Transparency and Governance are key to tackle the pervasive effects of Information Asymmetries
and the improvements in performance. The lack of proper reporting channels and enforcement of
good practices can lead to abuses that deter the reputation and the positive impact of the MFM.
Unfortunately, the lax regulation that industry has experienced overt the last decade has been
translated in scandalous cases of abuse present in all geographies.

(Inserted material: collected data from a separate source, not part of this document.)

use std::collections::HashSet;

use respin_core::{current_unix_timestamp, CoordinatorError, Package, PackageStatus};
use respin_registry::PackageRegistry;
use tracing::{info, warn};

use crate::{
    compute_rebuild_set, InvalidationContext, OutcomeState, PackageOutcome, RebuildReport,
};

/// Rebuilds every package planned for `root`, in order, through `build`.
///
/// A package whose dependency failed or was blocked is not handed to
/// `build`. Successfully built packages return to `Installed`; a planned
/// package left unbuilt is demoted to `SoftUninstalled` so the next pass
/// still sees it as stale. The dirty marker is cleared only when every
/// planned package built.
pub fn run_rebuild_pass_with_builder<F>(
    registry: &mut PackageRegistry,
    ctx: &mut InvalidationContext,
    root: &str,
    mut build: F,
) -> Result<RebuildReport, CoordinatorError>
where
    F: FnMut(&Package) -> anyhow::Result<()>,
{
    let was_dirty = ctx.is_dirty(root);
    let plan = compute_rebuild_set(registry, ctx, root)?;
    if !was_dirty {
        return Ok(RebuildReport {
            root: root.to_string(),
            was_dirty,
            outcomes: Vec::new(),
            marker_cleared: false,
        });
    }

    // Failed or blocked packages; their consumers are not attempted.
    let mut unbuilt: HashSet<String> = HashSet::new();
    let mut outcomes = Vec::with_capacity(plan.packages.len());

    for package in &plan.packages {
        let blocking = package
            .dependencies
            .iter()
            .find(|dep| unbuilt.contains(dep.as_str()))
            .cloned();
        let state = match blocking {
            Some(dep) => {
                demote_unbuilt(registry, package)?;
                unbuilt.insert(package.name.clone());
                warn!(name = %package.name, dependency = %dep, "skipping package with unbuilt dependency");
                OutcomeState::Blocked { by: dep }
            }
            None => match build(package) {
                Ok(()) => {
                    registry.mark_installed(&package.name, current_unix_timestamp()?)?;
                    info!(name = %package.name, version = %package.version, "rebuilt package");
                    OutcomeState::Built
                }
                Err(err) => {
                    demote_unbuilt(registry, package)?;
                    unbuilt.insert(package.name.clone());
                    warn!(name = %package.name, error = %format!("{err:#}"), "package build failed");
                    OutcomeState::Failed {
                        reason: format!("{err:#}"),
                    }
                }
            },
        };
        outcomes.push(PackageOutcome {
            name: package.name.clone(),
            version: package.version.clone(),
            state,
        });
    }

    let marker_cleared = unbuilt.is_empty() && ctx.clear(root);
    Ok(RebuildReport {
        root: root.to_string(),
        was_dirty,
        outcomes,
        marker_cleared,
    })
}

fn demote_unbuilt(registry: &mut PackageRegistry, package: &Package) -> Result<(), CoordinatorError> {
    if package.is_installed() {
        registry.set_status(&package.name, PackageStatus::SoftUninstalled)?;
    }
    Ok(())
}
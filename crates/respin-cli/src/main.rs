use std::path::{Path, PathBuf};

use anyhow::{anyhow, Context, Result};
use clap::{ArgAction, CommandFactory, Parser, Subcommand};
use respin_core::{current_unix_timestamp, ExclusionSet, Package, PackageStatus};
use respin_installer::{
    clear_dirty_marker, default_user_prefix, missing_files,
    read_dirty_markers, soft_uninstall, touch_stamp, validate_root_name, write_dirty_marker,
    PrefixLayout, SoftUninstallStatus,
};
use respin_registry::{
    read_lock_holder, repair_registry_lock, with_registry_lock, LockRepair, PackageRegistry,
};
use respin_resolver::{
    compute_rebuild_set, invalidate, run_rebuild_pass_with_builder, InvalidationContext,
    OutcomeState, RebuildPlan, RebuildReport,
};

mod command_flows;
mod completion;
mod config;
mod dispatch;
mod render;

use command_flows::*;
use completion::write_completions_script;
use config::{load_config, RespinConfig};
use render::*;

#[derive(Parser, Debug)]
#[command(name = "respin")]
#[command(
    about = "Reinstall packages in place and rebuild what depends on them",
    long_about = None,
    version
)]
struct Cli {
    /// Install prefix holding the package state
    #[arg(long, env = "RESPIN_PREFIX", value_name = "PATH", global = true)]
    prefix: Option<PathBuf>,

    /// Configuration file (defaults to <prefix>/respin.toml)
    #[arg(long, value_name = "PATH", global = true)]
    config: Option<PathBuf>,

    /// Increase log verbosity (-v, -vv, -vvv)
    #[arg(short, long, action = ArgAction::Count, global = true)]
    verbose: u8,

    /// Disable badges, colours and progress bars
    #[arg(long, global = true)]
    plain: bool,

    #[command(subcommand)]
    command: Commands,
}

#[derive(Subcommand, Debug)]
enum Commands {
    /// Record a freshly installed package
    Register {
        name: String,
        #[arg(long)]
        version: String,
        #[arg(long = "dependency", value_name = "NAME")]
        dependencies: Vec<String>,
        #[arg(long = "file", value_name = "PATH")]
        files: Vec<String>,
    },
    /// List registered packages
    List,
    /// Show one package in detail
    Show { name: String },
    /// Mark packages uninstalled while keeping their files on disk
    SoftUninstall {
        #[arg(required = true)]
        names: Vec<String>,
    },
    /// Mark a build root dirty so its next rebuild recomputes the plan
    Invalidate {
        #[arg(long)]
        root: Option<String>,
        #[arg(long = "exclude", value_name = "NAME")]
        excluded: Vec<String>,
        /// Files whose modification time is bumped, e.g. a top-level configure
        #[arg(long = "touch", value_name = "PATH")]
        touch: Vec<PathBuf>,
    },
    /// Print the rebuild order for a build root
    Plan {
        #[arg(long)]
        root: Option<String>,
        #[arg(long)]
        json: bool,
    },
    /// Rebuild every stale package of a build root
    Rebuild {
        #[arg(long)]
        root: Option<String>,
        /// Shell command run per package; {name}, {version} and {prefix} are substituted
        #[arg(long, value_name = "TEMPLATE")]
        command: Option<String>,
    },
    /// Report prefix paths, dirty roots and packages with missing files
    Doctor,
    /// Clear a registry lock left behind by a process that no longer runs
    Repair,
    /// Print a shell completion script
    Completions { shell: clap_complete::Shell },
}

fn init_tracing(verbose: u8) {
    let level = match verbose {
        0 => "warn",
        1 => "info",
        2 => "debug",
        _ => "trace",
    };

    let filter = tracing_subscriber::EnvFilter::try_from_env("RESPIN_LOG")
        .unwrap_or_else(|_| tracing_subscriber::EnvFilter::new(level));
    let subscriber = tracing_subscriber::fmt()
        .with_env_filter(filter)
        .with_writer(std::io::stderr)
        .with_target(false)
        .with_level(true)
        .finish();

    let _ = tracing::subscriber::set_global_default(subscriber);
}

fn main() {
    let cli = Cli::parse();
    init_tracing(cli.verbose);

    if let Err(err) = dispatch::run_cli(cli) {
        eprintln!("error: {err:#}");
        std::process::exit(1);
    }
}

#[cfg(test)]
mod tests;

Cases of Abuse from Microfinance Institutions
As Duggan (2016) points out, “In places where any lender can simply call itself a MFI,
opportunistic lenders can use the halo effect associated with microfinance to encourage borrowers
to make themselves unusually vulnerable to theft (Duggan, 2016). This has been the case in most
of the Sub-Saharan African nations and parts of South Asia, where almost anyone can create a
MFI overnight just due to the feeble rule of law and the little control Governments enforce on
MFIs (Duggan, 2016). Also, Bhatt (2001) supports this statement by signaling that some MFIs
have faced issues with elevated default rates in multiple geographies. Chakrabarty & Bass (2013),
claim that loan defaults are not only bad for the Microfinance industry due to the losses they
generate, but also from the political and social effects that they can untangle. This, as Montgomery
34
(1996) and Hulme (2000), “has proven to be a trigger for serious social effects such as riots,
deterioration of community relationships and even suicide and death (Hulme, 2000; Montgomery,
1996, cited by Kringler, 2016).
Seeing that the dominant frameworks have given MFIs more extrajudicial means to recover debt,
and vulnerable borrowers are encouraged to deal with new institutions and lending methodologies,
it is not a surprise that room for abuses is pervasive. Furthermore, if borrowers do not have the
means to properly differentiate between trustworthy MFIs and scammers, the overall reputation of
the Microfinance industry can get distorted. If the ill-intended behavior of a small proportion of
MFIs can hinder the trust in the industry, then “overall costs of this malfeasance stand to go well
beyond the value of the property that was actually stolen (Duggan, 2016).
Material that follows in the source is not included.